De libros y películas podemos darnos cuenta de que estos privilegios no existían apenas hace menos de trescientos años. El ciudadano común trabajaba jornadas inhumanas, sin tiempo para actividades que le ayudaran a descansar o perseguir otro tipo de intereses. La pobreza extrema era la norma para los de abajo, mientras la monarquía vivía en el dispendio y el exceso.

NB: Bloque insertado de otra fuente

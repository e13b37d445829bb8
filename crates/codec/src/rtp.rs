use bytes::{BufMut, BytesMut};

use super::Error;

pub const VERSION: u8 = 2;

/// Dynamic payload type conventionally used for RTP-MIDI.
pub const PAYLOAD_TYPE_MIDI: u8 = 0x61;

pub const HEADER_SIZE: usize = 12;
pub const MAX_CSRC_COUNT: usize = 15;

/// RTP header extension.
///
/// The length field on the wire counts 32-bit words, so `data` must be a
/// multiple of four bytes long.
#[derive(Debug, Clone, PartialEq, Eq)]
pub struct Extension {
    pub id: u16,
    pub data: Vec<u8>,
}

/// The fixed RTP header
///
/// ```text
///  0                   1                   2                   3
///  0 1 2 3 4 5 6 7 8 9 0 1 2 3 4 5 6 7 8 9 0 1 2 3 4 5 6 7 8 9 0 1
/// +-+-+-+-+-+-+-+-+-+-+-+-+-+-+-+-+-+-+-+-+-+-+-+-+-+-+-+-+-+-+-+-+
/// |V=2|P|X|  CC   |M|     PT      |       sequence number         |
/// +-+-+-+-+-+-+-+-+-+-+-+-+-+-+-+-+-+-+-+-+-+-+-+-+-+-+-+-+-+-+-+-+
/// |                           timestamp                           |
/// +-+-+-+-+-+-+-+-+-+-+-+-+-+-+-+-+-+-+-+-+-+-+-+-+-+-+-+-+-+-+-+-+
/// |           synchronization source (SSRC) identifier            |
/// +=+=+=+=+=+=+=+=+=+=+=+=+=+=+=+=+=+=+=+=+=+=+=+=+=+=+=+=+=+=+=+=+
/// |            contributing source (CSRC) identifiers             |
/// |                             ....                              |
/// +-+-+-+-+-+-+-+-+-+-+-+-+-+-+-+-+-+-+-+-+-+-+-+-+-+-+-+-+-+-+-+-+
/// ```
///
/// The version is not stored, only version 2 is accepted and produced. The
/// CC and X fields are derived from `csrc` and `extension`.
#[derive(Debug, Clone, Default, PartialEq, Eq)]
pub struct RtpHeader {
    pub padding: bool,
    pub marker: bool,
    pub payload_type: u8,
    pub sequence_number: u16,
    pub timestamp: u32,
    pub ssrc: u32,
    pub csrc: Vec<u32>,
    pub extension: Option<Extension>,
}

impl RtpHeader {
    pub fn has_extension(&self) -> bool {
        self.extension.is_some()
    }

    pub fn csrc_count(&self) -> u8 {
        self.csrc.len().min(MAX_CSRC_COUNT) as u8
    }

    /// Size of the header including CSRC list and extension.
    pub fn size(&self) -> usize {
        HEADER_SIZE
            + self.csrc_count() as usize * 4
            + self.extension.as_ref().map(|it| 4 + it.data.len()).unwrap_or(0)
    }
}

#[derive(Debug, Clone, PartialEq, Eq)]
pub struct RtpPacket<'a> {
    pub header: RtpHeader,
    pub payload: &'a [u8],
}

impl<'a> RtpPacket<'a> {
    /// # Test
    ///
    /// ```
    /// use rtpmidi_codec::rtp::RtpPacket;
    ///
    /// let buffer = [
    ///     0x80, 0xe1, 0x12, 0x34, 0x00, 0x00, 0x27, 0x10, 0xde, 0xad, 0xbe, 0xef,
    ///     0x03, 0x90, 0x40, 0x7f,
    /// ];
    ///
    /// let packet = RtpPacket::decode(&buffer).unwrap();
    ///
    /// assert!(packet.header.marker);
    /// assert_eq!(packet.header.payload_type, 0x61);
    /// assert_eq!(packet.header.sequence_number, 0x1234);
    /// assert_eq!(packet.header.timestamp, 10000);
    /// assert_eq!(packet.header.ssrc, 0xdeadbeef);
    /// assert_eq!(packet.payload, &buffer[12..]);
    /// ```
    pub fn decode(bytes: &'a [u8]) -> Result<Self, Error> {
        if bytes.len() < HEADER_SIZE {
            return Err(Error::Truncated);
        }

        let version = bytes[0] >> 6;
        if version != VERSION {
            return Err(Error::UnsupportedVersion(version));
        }

        let padding = bytes[0] & 0x20 != 0;
        let has_extension = bytes[0] & 0x10 != 0;
        let csrc_count = (bytes[0] & 0x0F) as usize;

        let mut header = RtpHeader {
            padding,
            marker: bytes[1] & 0x80 != 0,
            payload_type: bytes[1] & 0x7F,
            sequence_number: u16::from_be_bytes(bytes[2..4].try_into()?),
            timestamp: u32::from_be_bytes(bytes[4..8].try_into()?),
            ssrc: u32::from_be_bytes(bytes[8..12].try_into()?),
            csrc: Vec::with_capacity(csrc_count),
            extension: None,
        };

        let mut offset = HEADER_SIZE;
        if bytes.len() < offset + csrc_count * 4 {
            return Err(Error::Truncated);
        }

        for _ in 0..csrc_count {
            header
                .csrc
                .push(u32::from_be_bytes(bytes[offset..offset + 4].try_into()?));
            offset += 4;
        }

        if has_extension {
            if bytes.len() < offset + 4 {
                return Err(Error::Truncated);
            }

            let id = u16::from_be_bytes(bytes[offset..offset + 2].try_into()?);
            let words = u16::from_be_bytes(bytes[offset + 2..offset + 4].try_into()?) as usize;
            offset += 4;

            if bytes.len() < offset + words * 4 {
                return Err(Error::Truncated);
            }

            header.extension = Some(Extension {
                data: bytes[offset..offset + words * 4].to_vec(),
                id,
            });

            offset += words * 4;
        }

        // The last octet of a padded packet counts the padding octets,
        // itself included.
        let mut end = bytes.len();
        if padding {
            let size = bytes[end - 1] as usize;
            if size == 0 || size > end - offset {
                return Err(Error::InvalidInput);
            }

            end -= size;
        }

        Ok(Self {
            payload: &bytes[offset..end],
            header,
        })
    }

    /// # Test
    ///
    /// ```
    /// use bytes::BytesMut;
    /// use rtpmidi_codec::rtp::{RtpHeader, RtpPacket, PAYLOAD_TYPE_MIDI};
    ///
    /// let payload = [0x03, 0x90, 0x40, 0x7f];
    /// let mut bytes = BytesMut::with_capacity(1500);
    ///
    /// RtpPacket {
    ///     header: RtpHeader {
    ///         payload_type: PAYLOAD_TYPE_MIDI,
    ///         sequence_number: 7,
    ///         timestamp: 42,
    ///         ssrc: 1,
    ///         ..Default::default()
    ///     },
    ///     payload: &payload[..],
    /// }
    /// .encode(&mut bytes)
    /// .unwrap();
    ///
    /// assert_eq!(&bytes[..12], &[0x80, 0x61, 0, 7, 0, 0, 0, 42, 0, 0, 0, 1]);
    /// assert_eq!(&bytes[12..], &payload);
    /// ```
    pub fn encode(&self, bytes: &mut BytesMut) -> Result<(), Error> {
        let header = &self.header;
        if header.csrc.len() > MAX_CSRC_COUNT || header.payload_type > 0x7F {
            return Err(Error::InvalidInput);
        }

        if let Some(extension) = &header.extension {
            if extension.data.len() % 4 != 0 {
                return Err(Error::InvalidInput);
            }

            if extension.data.len() / 4 > u16::MAX as usize {
                return Err(Error::PayloadTooLarge);
            }
        }

        bytes.clear();
        bytes.put_u8(
            (VERSION << 6)
                | if header.padding { 0x20 } else { 0 }
                | if header.has_extension() { 0x10 } else { 0 }
                | header.csrc_count(),
        );

        bytes.put_u8(if header.marker { 0x80 } else { 0 } | header.payload_type);
        bytes.put_u16(header.sequence_number);
        bytes.put_u32(header.timestamp);
        bytes.put_u32(header.ssrc);

        for csrc in &header.csrc {
            bytes.put_u32(*csrc);
        }

        if let Some(extension) = &header.extension {
            bytes.put_u16(extension.id);
            bytes.put_u16((extension.data.len() / 4) as u16);
            bytes.extend_from_slice(&extension.data);
        }

        bytes.extend_from_slice(self.payload);

        // pad to a 32 bit boundary, always at least the count octet.
        if header.padding {
            let size = 4 - (self.payload.len() % 4);
            bytes.put(&[0u8; 3][..size - 1]);
            bytes.put_u8(size as u8);
        }

        Ok(())
    }
}

#[cfg(test)]
mod tests {
    use super::*;

    fn round_trip(header: RtpHeader, payload: &[u8]) {
        let mut bytes = BytesMut::new();
        let packet = RtpPacket { header, payload };
        packet.encode(&mut bytes).unwrap();

        assert_eq!(bytes.len(), packet.header.size() + payload.len() + if packet.header.padding {
            4 - payload.len() % 4
        } else {
            0
        });

        assert_eq!(RtpPacket::decode(&bytes).unwrap(), packet);
    }

    #[test]
    fn csrc_extension_and_padding() {
        round_trip(
            RtpHeader {
                padding: true,
                marker: true,
                payload_type: PAYLOAD_TYPE_MIDI,
                sequence_number: 0xFFFF,
                timestamp: u32::MAX,
                ssrc: 0x0102_0304,
                csrc: vec![1, 2, 3],
                extension: Some(Extension {
                    id: 0xBEDE,
                    data: vec![1, 2, 3, 4, 5, 6, 7, 8],
                }),
            },
            &[0x02, 0xC0, 0x01],
        );

        round_trip(
            RtpHeader {
                payload_type: PAYLOAD_TYPE_MIDI,
                ..Default::default()
            },
            &[],
        );
    }

    #[test]
    fn rejects_short_and_foreign_packets() {
        assert!(matches!(RtpPacket::decode(&[0x80; 11]), Err(Error::Truncated)));
        assert!(matches!(
            RtpPacket::decode(&[0x40, 0x61, 0, 0, 0, 0, 0, 0, 0, 0, 0, 0]),
            Err(Error::UnsupportedVersion(1))
        ));

        // two CSRC entries announced, none present
        assert!(matches!(
            RtpPacket::decode(&[0x82, 0x61, 0, 0, 0, 0, 0, 0, 0, 0, 0, 0]),
            Err(Error::Truncated)
        ));

        // padding count larger than the packet body
        assert!(matches!(
            RtpPacket::decode(&[0xA0, 0x61, 0, 0, 0, 0, 0, 0, 0, 0, 0, 0, 0x09]),
            Err(Error::InvalidInput)
        ));
    }

    #[test]
    fn too_many_csrc() {
        let packet = RtpPacket {
            header: RtpHeader {
                csrc: vec![0; 16],
                ..Default::default()
            },
            payload: &[],
        };

        assert!(matches!(packet.encode(&mut BytesMut::new()), Err(Error::InvalidInput)));
    }
}
use std::time::{Duration, Instant};

use codec::control::Synchronization;

/// Session clock rate, ticks per second.
pub const TICK_RATE: u64 = 10_000;

/// Number of synchronizations sent right after a stream is established.
pub const SYNC_BURST_COUNT: u32 = 10;

/// Spacing of the initial synchronization burst.
pub const SYNC_BURST_INTERVAL: Duration = Duration::from_millis(1500);

/// Spacing of synchronizations once the burst is over.
pub const SYNC_INTERVAL: Duration = Duration::from_secs(10);

/// Monotonic 10 kHz tick counter, wrapping at 2^32.
#[derive(Debug, Clone, Copy)]
pub struct Clock {
    origin: Instant,
}

impl Clock {
    pub fn new(origin: Instant) -> Self {
        Self { origin }
    }

    /// Ticks elapsed since the clock was created.
    ///
    /// # Test
    ///
    /// ```
    /// use std::time::{Duration, Instant};
    /// use rtpmidi_service::clock::Clock;
    ///
    /// let origin = Instant::now();
    /// let clock = Clock::new(origin);
    ///
    /// assert_eq!(clock.ticks(origin), 0);
    /// assert_eq!(clock.ticks(origin + Duration::from_millis(1)), 10);
    /// assert_eq!(clock.ticks(origin + Duration::from_secs(2)), 20_000);
    /// ```
    pub fn ticks(&self, now: Instant) -> u32 {
        let elapsed = now.saturating_duration_since(self.origin);
        (elapsed.as_micros() / (1_000_000 / TICK_RATE as u128)) as u32
    }
}

/// Clock offset estimate for one peer, built from CK exchanges.
///
/// ```text
/// initiator              responder
///     | CK0 [ts1, 0, 0]      |
///     |--------------------->|
///     |    CK1 [ts1, ts2, 0] |
///     |<---------------------|
///     | CK2 [ts1, ts2, ts3]  |
///     |--------------------->|
/// ```
///
/// Both sides finish an exchange with all three timestamps and derive
/// `latency = ts3 - ts1` and `time_difference = (ts3 - ts2) - latency`.
#[derive(Debug, Default, Clone, Copy)]
pub struct ClockSync {
    latency: Option<i64>,
    time_difference: Option<i64>,
    exchanges: u32,
}

impl ClockSync {
    /// First message of an exchange.
    pub fn start_exchange(ssrc: u32, now: u32) -> Synchronization {
        Synchronization {
            timestamps: [now as u64, 0, 0],
            count: 0,
            ssrc,
        }
    }

    /// Answer a received synchronization.
    ///
    /// Returns the next message of the exchange if there is one to send.
    /// Receiving CK1 or CK2 completes the exchange on this side.
    ///
    /// # Test
    ///
    /// ```
    /// use rtpmidi_service::clock::ClockSync;
    ///
    /// let mut initiator = ClockSync::default();
    /// let mut responder = ClockSync::default();
    ///
    /// let ck0 = ClockSync::start_exchange(1, 100);
    /// let ck1 = responder.respond(2, &ck0, 150).unwrap();
    /// let ck2 = initiator.respond(1, &ck1, 250).unwrap();
    /// assert!(responder.respond(2, &ck2, 300).is_none());
    ///
    /// assert_eq!(initiator.latency(), Some(150));
    /// assert_eq!(initiator.time_difference(), Some(-50));
    /// assert_eq!(responder.latency(), Some(150));
    /// assert!(responder.is_synchronized());
    /// ```
    pub fn respond(&mut self, ssrc: u32, message: &Synchronization, now: u32) -> Option<Synchronization> {
        let [ts1, ts2, _] = message.timestamps;
        match message.count {
            0 => Some(Synchronization {
                timestamps: [ts1, now as u64, 0],
                count: 1,
                ssrc,
            }),
            1 => {
                let timestamps = [ts1, ts2, now as u64];
                self.complete(timestamps);

                Some(Synchronization {
                    count: 2,
                    timestamps,
                    ssrc,
                })
            }
            2 => {
                self.complete(message.timestamps);
                None
            }
            _ => None,
        }
    }

    fn complete(&mut self, [ts1, ts2, ts3]: [u64; 3]) {
        // Tick values only ever occupy the low 32 bits.
        let (ts1, ts2, ts3) = (ts1 as u32, ts2 as u32, ts3 as u32);
        let latency = ts3.wrapping_sub(ts1) as i64;

        self.time_difference = Some(ts3.wrapping_sub(ts2) as i32 as i64 - latency);
        self.latency = Some(latency);
        self.exchanges += 1;
    }

    pub fn latency(&self) -> Option<i64> {
        self.latency
    }

    pub fn time_difference(&self) -> Option<i64> {
        self.time_difference
    }

    /// Completed exchanges so far.
    pub fn exchanges(&self) -> u32 {
        self.exchanges
    }

    /// Outbound MIDI is only sent once this holds.
    pub fn is_synchronized(&self) -> bool {
        self.latency.is_some() && self.time_difference.is_some()
    }
}

/// Delay before the next CK0, given how many were already sent.
pub fn sync_interval(sent: u32) -> Duration {
    if sent < SYNC_BURST_COUNT {
        SYNC_BURST_INTERVAL
    } else {
        SYNC_INTERVAL
    }
}
//! RTP-MIDI command list.
//!
//! [RFC6295 Section 3]: https://tools.ietf.org/html/rfc6295#section-3
//!
//! ```text
//!  0                   1                   2                   3
//!  0 1 2 3 4 5 6 7 8 9 0 1 2 3 4 5 6 7 8 9 0 1 2 3 4 5 6 7 8 9 0 1
//! +-+-+-+-+-+-+-+-+-+-+-+-+-+-+-+-+-+-+-+-+-+-+-+-+-+-+-+-+-+-+-+-+
//! |B|J|Z|P|LEN... |  MIDI list ...                                |
//! +-+-+-+-+-+-+-+-+-+-+-+-+-+-+-+-+-+-+-+-+-+-+-+-+-+-+-+-+-+-+-+-+
//! ```
//!
//! With B set LEN is 12 bits wide and takes the following octet as well.
//! The MIDI list is a sequence of `[delta time] [status] data`, where the
//! first delta time is only present when Z is set and the status octet is
//! left out when it repeats the previous channel message status.

use bytes::{BufMut, BytesMut};

use super::{Error, journal::RecoveryJournal};

pub const FLAG_BIG_LENGTH: u8 = 0x80;
pub const FLAG_JOURNAL: u8 = 0x40;
pub const FLAG_FIRST_HAS_DELTA_TIME: u8 = 0x20;
pub const FLAG_PHANTOM: u8 = 0x10;

pub const MAX_SHORT_LENGTH: usize = 0x0F;
pub const MAX_LENGTH: usize = 0x0FFF;

/// Largest value a four octet delta time can carry.
pub const MAX_DELTA_TIME: u32 = 0x0FFF_FFFF;

pub const SYSEX_START: u8 = 0xF0;
pub const SYSEX_END: u8 = 0xF7;

/// Number of data octets implied by a status octet.
///
/// `None` means the length is variable (SysEx, terminated by 0xF7).
///
/// # Test
///
/// ```
/// use rtpmidi_codec::midi::data_length;
///
/// assert_eq!(data_length(0x93), Some(2));
/// assert_eq!(data_length(0xC5), Some(1));
/// assert_eq!(data_length(0xF2), Some(2));
/// assert_eq!(data_length(0xF8), Some(0));
/// assert_eq!(data_length(0xF0), None);
/// ```
pub fn data_length(status: u8) -> Option<usize> {
    Some(match status & 0xF0 {
        0x80 | 0x90 | 0xA0 | 0xB0 | 0xE0 => 2,
        0xC0 | 0xD0 => 1,
        _ => match status {
            SYSEX_START => return None,
            0xF1 | 0xF3 => 1,
            0xF2 => 2,
            // 0xF6, realtime and the undefined system codes
            _ => 0,
        },
    })
}

/// Running status after a command with `status`.
///
/// Channel messages set it, system common messages clear it and realtime
/// messages leave it alone.
fn next_running_status(current: Option<u8>, status: u8) -> Option<u8> {
    match status {
        0x80..=0xEF => Some(status),
        0xF0..=0xF7 => None,
        _ => current,
    }
}

/// Read a big-endian variable length quantity.
///
/// Returns the value and the number of octets consumed.
///
/// # Test
///
/// ```
/// use rtpmidi_codec::midi::read_delta_time;
///
/// assert_eq!(read_delta_time(&[0x00]).unwrap(), (0, 1));
/// assert_eq!(read_delta_time(&[0x81, 0x00, 0x90]).unwrap(), (128, 2));
/// assert_eq!(read_delta_time(&[0xFF, 0xFF, 0x7F]).unwrap(), (0x1FFFFF, 3));
/// ```
pub fn read_delta_time(bytes: &[u8]) -> Result<(u32, usize), Error> {
    let mut value = 0u32;

    for (i, octet) in bytes.iter().take(4).enumerate() {
        value = (value << 7) | (octet & 0x7F) as u32;
        if octet & 0x80 == 0 {
            return Ok((value, i + 1));
        }
    }

    // four octets with the continuation bit still set is not a valid
    // delta time, fewer means the buffer ended early.
    Err(if bytes.len() >= 4 {
        Error::InvalidInput
    } else {
        Error::Truncated
    })
}

/// Write a big-endian variable length quantity using the fewest octets.
///
/// # Test
///
/// ```
/// use bytes::BytesMut;
/// use rtpmidi_codec::midi::write_delta_time;
///
/// let mut bytes = BytesMut::new();
/// write_delta_time(0x1FFFFF, &mut bytes).unwrap();
///
/// assert_eq!(&bytes[..], &[0xFF, 0xFF, 0x7F]);
/// ```
pub fn write_delta_time(value: u32, bytes: &mut BytesMut) -> Result<(), Error> {
    if value > MAX_DELTA_TIME {
        return Err(Error::InvalidInput);
    }

    let mut shift = 21;
    while shift > 0 && value >> shift == 0 {
        shift -= 7;
    }

    while shift > 0 {
        bytes.put_u8(0x80 | ((value >> shift) & 0x7F) as u8);
        shift -= 7;
    }

    bytes.put_u8((value & 0x7F) as u8);
    Ok(())
}

/// A single MIDI command in a command list.
///
/// `delta_time` counts RTP timestamp ticks since the previous command (or
/// since the RTP timestamp for the first one). `data` never includes the
/// status octet, but a SysEx body includes its terminating 0xF7.
#[derive(Debug, Clone, PartialEq, Eq)]
pub struct MidiCommand {
    pub delta_time: u32,
    pub status: u8,
    pub data: Vec<u8>,
}

impl MidiCommand {
    /// Build a command from raw MIDI octets, status first.
    ///
    /// # Test
    ///
    /// ```
    /// use rtpmidi_codec::midi::MidiCommand;
    ///
    /// let command = MidiCommand::new(0, &[0x90, 0x40, 0x7f]).unwrap();
    /// assert_eq!(command.status, 0x90);
    /// assert_eq!(command.data, vec![0x40, 0x7f]);
    ///
    /// assert!(MidiCommand::new(0, &[0x90, 0x40]).is_err());
    /// assert!(MidiCommand::new(0, &[0x40]).is_err());
    /// assert!(MidiCommand::new(0, &[0xf0, 0x7e, 0x01]).is_err());
    /// ```
    pub fn new(delta_time: u32, bytes: &[u8]) -> Result<Self, Error> {
        let (status, data) = bytes.split_first().ok_or(Error::InvalidCommand)?;
        let command = Self {
            data: data.to_vec(),
            status: *status,
            delta_time,
        };

        if !command.is_valid() {
            return Err(Error::InvalidCommand);
        }

        Ok(command)
    }

    /// Whether the data matches what the status octet implies.
    pub fn is_valid(&self) -> bool {
        if self.status & 0x80 == 0 || self.delta_time > MAX_DELTA_TIME {
            return false;
        }

        match data_length(self.status) {
            Some(size) => {
                self.data.len() == size && self.data.iter().all(|it| it & 0x80 == 0)
            }
            None => match self.data.split_last() {
                Some((&SYSEX_END, body)) => body.iter().all(|it| it & 0x80 == 0),
                _ => false,
            },
        }
    }

    /// Raw MIDI octets, status first.
    pub fn to_bytes(&self) -> Vec<u8> {
        let mut bytes = Vec::with_capacity(self.data.len() + 1);
        bytes.push(self.status);
        bytes.extend_from_slice(&self.data);
        bytes
    }
}

#[derive(Debug, Clone, Default, PartialEq, Eq)]
pub struct MidiPayload {
    /// The P flag, tells that the first command status was elided in the
    /// original MIDI stream.
    pub phantom: bool,
    pub commands: Vec<MidiCommand>,
    /// Only ever filled in by `decode`. Encoding never writes a journal.
    pub journal: Option<RecoveryJournal>,
}

impl MidiPayload {
    pub fn new(commands: Vec<MidiCommand>) -> Self {
        Self {
            commands,
            ..Default::default()
        }
    }

    /// # Test
    ///
    /// ```
    /// use rtpmidi_codec::midi::MidiPayload;
    ///
    /// // note on, then a running status note off 0x10 ticks later
    /// let buffer = [0x06, 0x90, 0x40, 0x7f, 0x10, 0x40, 0x00];
    ///
    /// let payload = MidiPayload::decode(&buffer).unwrap();
    ///
    /// assert_eq!(payload.commands.len(), 2);
    /// assert_eq!(payload.commands[1].delta_time, 0x10);
    /// assert_eq!(payload.commands[1].status, 0x90);
    /// assert_eq!(payload.commands[1].data, vec![0x40, 0x00]);
    /// ```
    pub fn decode(bytes: &[u8]) -> Result<Self, Error> {
        let header = *bytes.first().ok_or(Error::Truncated)?;

        let (length, offset) = if header & FLAG_BIG_LENGTH != 0 {
            let low = *bytes.get(1).ok_or(Error::Truncated)?;
            ((((header & 0x0F) as usize) << 8) | low as usize, 2)
        } else {
            ((header & 0x0F) as usize, 1)
        };

        let end = offset + length;
        if bytes.len() < end {
            return Err(Error::Truncated);
        }

        let list = &bytes[offset..end];
        let first_has_delta_time = header & FLAG_FIRST_HAS_DELTA_TIME != 0;

        let mut commands = Vec::new();
        let mut running_status = None;
        let mut index = 0;

        while index < list.len() {
            let mut delta_time = 0;
            if first_has_delta_time || !commands.is_empty() {
                let (value, size) = read_delta_time(&list[index..])?;
                delta_time = value;
                index += size;
            }

            let status = match list.get(index) {
                None => return Err(Error::Truncated),
                Some(it) if it & 0x80 != 0 => {
                    index += 1;
                    *it
                }
                // a data octet with nothing to run from
                Some(_) => running_status.ok_or(Error::InvalidInput)?,
            };

            running_status = next_running_status(running_status, status);

            let size = match data_length(status) {
                Some(size) => size,
                None => list[index..]
                    .iter()
                    .position(|it| *it == SYSEX_END)
                    .map(|it| it + 1)
                    .ok_or(Error::Truncated)?,
            };

            if list.len() < index + size {
                return Err(Error::Truncated);
            }

            commands.push(MidiCommand {
                data: list[index..index + size].to_vec(),
                delta_time,
                status,
            });

            index += size;
        }

        // The journal is advisory. A damaged one does not invalidate the
        // command list in front of it.
        let journal = if header & FLAG_JOURNAL != 0 {
            RecoveryJournal::decode(&bytes[end..]).ok()
        } else {
            None
        };

        Ok(Self {
            phantom: header & FLAG_PHANTOM != 0,
            commands,
            journal,
        })
    }

    /// # Test
    ///
    /// ```
    /// use bytes::BytesMut;
    /// use rtpmidi_codec::midi::{MidiCommand, MidiPayload};
    ///
    /// let payload = MidiPayload::new(vec![
    ///     MidiCommand::new(0, &[0x90, 0x40, 0x7f]).unwrap(),
    ///     MidiCommand::new(0x10, &[0x90, 0x40, 0x00]).unwrap(),
    /// ]);
    ///
    /// let mut bytes = BytesMut::new();
    /// payload.encode(&mut bytes).unwrap();
    ///
    /// assert_eq!(&bytes[..], &[0x06, 0x90, 0x40, 0x7f, 0x10, 0x40, 0x00]);
    /// ```
    pub fn encode(&self, bytes: &mut BytesMut) -> Result<(), Error> {
        let mut list = BytesMut::with_capacity(self.commands.len() * 4);
        let mut running_status = None;

        for (i, command) in self.commands.iter().enumerate() {
            if !command.is_valid() {
                return Err(Error::InvalidCommand);
            }

            if i > 0 || command.delta_time != 0 {
                write_delta_time(command.delta_time, &mut list)?;
            }

            if running_status != Some(command.status) {
                list.put_u8(command.status);
            }

            running_status = next_running_status(running_status, command.status);
            list.extend_from_slice(&command.data);
        }

        if list.len() > MAX_LENGTH {
            return Err(Error::PayloadTooLarge);
        }

        let mut flags = 0;
        if self.phantom {
            flags |= FLAG_PHANTOM;
        }

        if self.commands.first().map(|it| it.delta_time != 0).unwrap_or(false) {
            flags |= FLAG_FIRST_HAS_DELTA_TIME;
        }

        bytes.clear();
        if list.len() > MAX_SHORT_LENGTH {
            bytes.put_u8(FLAG_BIG_LENGTH | flags | (list.len() >> 8) as u8);
            bytes.put_u8((list.len() & 0xFF) as u8);
        } else {
            bytes.put_u8(flags | list.len() as u8);
        }

        bytes.extend_from_slice(&list);
        Ok(())
    }
}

Las palabras de Robespierre, “el incorruptible” resonaron fuerte, tan así que siguen siendo el alma de nuestra existencia en la sociedad occidental. Para él, la libertad consiste en hacer lo que sea siempre y cuando no lastime a los demás. Por lo que el ejercicio de los derechos naturales no tiene más límite que la garantía de que otros miembros de la comunidad puedan gozar de esos mismos derechos.
En cuanto a la igualdad, Robespierre decía que la ley debía ser la misma para todos, ya sea que proteja o que castigue. Asimismo, opinaba que todos los ciudadanos debían ser igualmente elegibles para puestos públicos de acuerdo a su habilidad, sin otra distinción que sus talentos y virtudes.
Esto se aleja por completo de lo que pasaba en la Francia y Europa posteriores a la Revolución Francesa, y con toda seguridad podemos decir que se vive en un mundo mejor, con menos reyes y más libertades.